You may have found this explanation far too simple, but if you can bear to delve into the wet wriggly stuff, then I am told that the following might be helpful:
Introduction to Quantitative Genetics, Fourth Edition [Paperback] Douglas S. Falconer and Trudy F.C. Mackay 1996. ISBN-13: 978-0582243026 Everyone seems to recommend this book for its explanations and worked examples, though it is not the most up to date. Researchers look back at it almost as a sacred text, not that scientists believe in such things.
Behavioral Genetics. 6th Edition. Robert Plomin, John C. DeFries, Valerie S. Knopik, Jenae M. Neiderhiser 2012. ISBN-13: 978-1429242158. Described as being the crossroads where psychology and genetics meet, it covers the traditional ground and the newer authors are giving this edition an up to the minute feel.

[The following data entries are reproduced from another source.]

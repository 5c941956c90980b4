// Copyright (c) 2024-2026 Martin Schröder <info@swedishembedded.com>
//
// SPDX-License-Identifier: Apache-2.0
use std::collections::VecDeque;
use std::sync::Mutex;

use async_trait::async_trait;

use crate::{
    DatasetDraft, Portal, PortalError, PublishedDataset, PublishedResource, ResourceDraft,
};

/// Scripted outcome for one portal call.
#[derive(Debug, Clone)]
pub enum Script {
    Ok,
    ServerError(u16),
    Rejected(u16),
    AuthExpired,
    Unreachable,
}

/// Pre-scripted portal double. Each call pops the next [`Script`] from its
/// queue; an empty queue means success. Every accepted draft is recorded so
/// tests can assert on exactly what would have been published.
#[derive(Default)]
pub struct ScriptedPortal {
    scripts: Mutex<VecDeque<Script>>,
    counter: Mutex<u64>,
    /// Every resource accepted, with the dataset it was attached to.
    pub resources: Mutex<Vec<(String, ResourceDraft)>>,
    /// Every dataset accepted.
    pub datasets: Mutex<Vec<DatasetDraft>>,
}

impl ScriptedPortal {
    pub fn new() -> Self {
        Self::default()
    }

    /// Queue outcomes for upcoming calls, oldest first.
    pub fn script(self, outcomes: impl IntoIterator<Item = Script>) -> Self {
        self.scripts.lock().unwrap().extend(outcomes);
        self
    }

    fn next_outcome(&self) -> Result<u64, PortalError> {
        let script = self.scripts.lock().unwrap().pop_front().unwrap_or(Script::Ok);
        match script {
            Script::Ok => {
                let mut counter = self.counter.lock().unwrap();
                *counter += 1;
                Ok(*counter)
            }
            Script::ServerError(status) => Err(PortalError::Server { status }),
            Script::Rejected(status) => Err(PortalError::Rejected {
                status,
                body: "scripted rejection".into(),
            }),
            Script::AuthExpired => Err(PortalError::Auth("scripted 401".into())),
            Script::Unreachable => Err(PortalError::Unavailable("scripted outage".into())),
        }
    }

    pub fn resource_count(&self) -> usize {
        self.resources.lock().unwrap().len()
    }
}

#[async_trait]
impl Portal for ScriptedPortal {
    async fn create_resource(
        &self,
        dataset_id: &str,
        draft: &ResourceDraft,
    ) -> Result<PublishedResource, PortalError> {
        let n = self.next_outcome()?;
        self.resources
            .lock()
            .unwrap()
            .push((dataset_id.to_string(), draft.clone()));
        Ok(PublishedResource {
            resource_id: format!("res-{n}"),
            url: format!("https://dane.gov.pl/resource/res-{n}"),
        })
    }

    async fn create_dataset(&self, draft: &DatasetDraft) -> Result<PublishedDataset, PortalError> {
        let n = self.next_outcome()?;
        self.datasets.lock().unwrap().push(draft.clone());
        Ok(PublishedDataset {
            dataset_id: format!("ds-{n}"),
            url: format!("https://dane.gov.pl/dataset/ds-{n}"),
        })
    }
}

// ─── Unit tests ──────────────────────────────────────────────────────────────

#[cfg(test)]
mod tests {
    use super::*;
    use crate::ResourceFormat;

    fn draft() -> ResourceDraft {
        ResourceDraft {
            title: "Portfel".into(),
            description: "Czarny skórzany".into(),
            link: String::new(),
            format: ResourceFormat::Json,
            tags: vec![],
            theme: String::new(),
            spatial: None,
        }
    }

    #[tokio::test]
    async fn unscripted_calls_succeed_with_fresh_ids() {
        let portal = ScriptedPortal::new();
        let a = portal.create_resource("ds", &draft()).await.unwrap();
        let b = portal.create_resource("ds", &draft()).await.unwrap();
        assert_ne!(a.resource_id, b.resource_id);
        assert_eq!(portal.resource_count(), 2);
    }

    #[tokio::test]
    async fn scripted_failures_pop_in_order() {
        let portal = ScriptedPortal::new().script([Script::ServerError(503), Script::Ok]);
        let err = portal.create_resource("ds", &draft()).await.unwrap_err();
        assert!(matches!(err, PortalError::Server { status: 503 }));
        assert!(portal.create_resource("ds", &draft()).await.is_ok());
        assert_eq!(portal.resource_count(), 1, "failed call must record nothing");
    }
}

G is for Genes: The Impact of Genetics on Education and Achievement
Kathryn Asbury and Robert Plomin. 2013 ISBN-13: 978-1118482810This new book, yet to be published but available for Kindle, has a far more specific focus on the genetics of scholastic achievement. It bills itself as a DNA to ABC text, but also covers the genetics of sporting ability, which makes a change from the familiar territory of IQ, motivation, special education and social status. It also propounds ideas, such as that continuity is genetic and change is environmental, genes are generalists and environments are specialists, and that the environments that matter most are those that are unique to individuals. It is written in a very readable format, probably intended for teachers. Depending on your background, it might be best to look at this one first.
Conclusion
From the point of view of psychology, all explanations compete on the same ground: Can the explanations lead to testable predictions? How well do those predictions match reality? Succinctly: Goodness of specification, goodness of fit.
As to genetics, just remember this: it is CODE just code. All you have to do is crack it.